Editor's Note - Fished Out

ByMichael Desmond | April 2015

Michael DesmondI remember one of the first IT articles I ever wrote. I was living in Chicago, writing occasional freelance articles for a weekly computing tabloid while working a temp job for a marketing outfit that shilled cigarettes in bars. Good times. The article was about a floppy disk-borne virus outbreak, which in itself was hardly news. Most malware at the time got onto PCs  via the 5.25- or 3.5-inch floppy disks used to move data and install applications. What was newsworthy was that the virus showed up on new diskettes sold by a local electronics store.

A quarter-century ago, malware-infected media was a byproduct of regrettable negligence by a manufacturer. Today, manufacturers infect hard drives for fun and profit.

Take the (rather egregious) example of computer maker Lenovo. The company had been outfitting its consumer line of Yoga laptops and convertibles with a pernicious bit of software called Superfish, which Lenovo has described as “visual discovery software,” whatever the heck that’s supposed to mean. In point of fact, Superfish was a man-in-the-middle (MITM) exploit used to monitor Lenovo users’ Web searches and inject its own ads into the results as they were returned back by the remote server.

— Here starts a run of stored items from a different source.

#![allow(dead_code)]

use lrkit::{Grammar, PersistentList, SemanticValue, Terminal};

/// A syntax tree made of the values the rules produce.
#[derive(Debug, Clone, PartialEq, Eq)]
pub enum Ast {
    Empty,
    Token(String),
    List(PersistentList<Ast>),
    Node(Vec<Ast>),
}

impl Ast {
    pub fn token(text: impl Into<String>) -> Self {
        Self::Token(text.into())
    }

    /// Render the tree as a compact expression.
    pub fn text(&self) -> String {
        match self {
            Ast::Empty => String::default(),
            Ast::Token(text) => text.clone(),
            Ast::List(list) => list.iter().map(Ast::text).collect::<Vec<_>>().join(" "),
            Ast::Node(children) => format!(
                "[{}]",
                children.iter().map(Ast::text).collect::<Vec<_>>().join(" ")
            ),
        }
    }
}

impl SemanticValue for Ast {
    fn none() -> Self {
        Self::Empty
    }

    fn list(list: PersistentList<Self>) -> Self {
        Self::List(list)
    }

    fn as_list(&self) -> Option<&PersistentList<Self>> {
        match self {
            Ast::List(list) => Some(list),
            _ => None,
        }
    }

    fn vec(values: Vec<Self>) -> Self {
        Self::Node(values)
    }
}

pub fn init() {
    let _ = env_logger::builder().is_test(true).try_init();
}

/// One token per whitespace separated terminal name.
pub fn lex<V>(grammar: &Grammar<V>, input: &str) -> Vec<(Terminal, Ast)> {
    input
        .split_whitespace()
        .map(|name| (grammar.term(name), Ast::token(name)))
        .collect()
}
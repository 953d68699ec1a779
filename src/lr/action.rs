use crate::{RuleId, SymbolTable};

use super::Item;

pub type StateId = usize;

#[derive(Debug, PartialEq, Eq, PartialOrd, Ord, Hash, Clone, Copy)]
pub enum Action {
    Shift(StateId),
    Reduce(RuleId),
    Accept,
    Error,
}

impl std::fmt::Display for Action {
    fn fmt(&self, f: &mut std::fmt::Formatter<'_>) -> std::fmt::Result {
        match self {
            Action::Shift(to) => write!(f, "s{}", to),
            Action::Reduce(to) => write!(f, "r{}", to),
            Action::Accept => write!(f, "acc"),
            Action::Error => write!(f, "err"),
        }
    }
}

/// A candidate action, with the item proposing it.
///
/// Items proposing the very same action are kept as duplicates.
pub struct ActionRecord<'g, V> {
    pub item: Item<'g, V>,
    pub action: Action,
    pub duplicates: Vec<Item<'g, V>>,
}

impl<V> Clone for ActionRecord<'_, V> {
    fn clone(&self) -> Self {
        Self {
            item: self.item,
            action: self.action,
            duplicates: self.duplicates.clone(),
        }
    }
}

impl<V> std::fmt::Debug for ActionRecord<'_, V> {
    fn fmt(&self, f: &mut std::fmt::Formatter<'_>) -> std::fmt::Result {
        f.debug_struct("ActionRecord")
            .field("item", &self.item)
            .field("action", &self.action)
            .field("duplicates", &self.duplicates)
            .finish()
    }
}

impl<'g, V> ActionRecord<'g, V> {
    pub fn new(item: Item<'g, V>, action: Action) -> Self {
        Self {
            item,
            action,
            duplicates: vec![],
        }
    }

    /// Priority of the rule behind the record.
    pub fn priority(&self) -> Option<i32> {
        self.item.rule.priority
    }

    /// Render the record for diagnostics.
    ///
    /// # Example
    /// [(1) E -> E • + E, $] => s4 (+1 duplicate)
    pub fn to_string_with(&self, symbols: &SymbolTable) -> String {
        let mut s = format!("{} => {}", self.item.to_string_with(symbols), self.action);
        if !self.duplicates.is_empty() {
            s.push_str(&format!(" (+{} duplicate)", self.duplicates.len()));
        }
        s
    }
}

But with many searches now conducted over secure HTTPS links, Superfish had a problem. It needed a way into those encrypted conversations.

Which is when things went seriously off the rails at Lenovo. As part of the bundling deal, Lenovo pre-installed into the Windows trusted root store of each of its systems a self-signed, private root certificate from Superfish, essentially imbuing Superfish with all the powers of a certificate authority. The SSL certificates that Superfish presented to intercept traffic were chained to this root certificate, causing the browser to fully trust the certificates Superfish presented.

As Rick Andrews, senior technical director for Trust Services at Symantec, wrote in a blog soon after the Superfish deal blew up: “Pre-installing any root that does not belong to an audited Certificate Authority and marking it as trusted undermines the trust model created and maintained by platform vendors, browser vendors and Certificate Authorities.”

It sure does. Worse, the associated private key set up on each computer was encrypted using the same dead-simple password—komodia—which is literally the name of the company that provided the ad injection software for Superfish. I am not making this up. Robert Graham in his Errata Security blog (bit.ly/18mAiO0) describes how he was able to quickly extract the Superfish certificate and crack the private key password. Keep in mind, that password is the same for all affected Lenovo systems. Any PC with the Superfish certificate installed is vulnerable to having its Web communications intercepted.

Microsoft stepped in quickly, updating its Defender and Security Essentials tools to spot and remove Superfish installations, and Lenovo came to its senses a bit later with a removal tool of its own. None of which resolves the truly galling part of this episode. According to a Forbes report (onforb.es/1ErfZeR), Lenovo probably earned between $200,000 and $250,000 in the bundling deal—barely a rounding error on Lenovo’s $14.1 billion in revenue in the third quarter. Yet that was enough to motivate a first-line computer manufacturer to completely undermine the root-level security of its paying customers.

OK, so forget the profit. Maybe manufacturers are infecting hard drives just for the fun of it at this point.


Michael Desmond is the Editor-in-Chief of MSDN Magazine.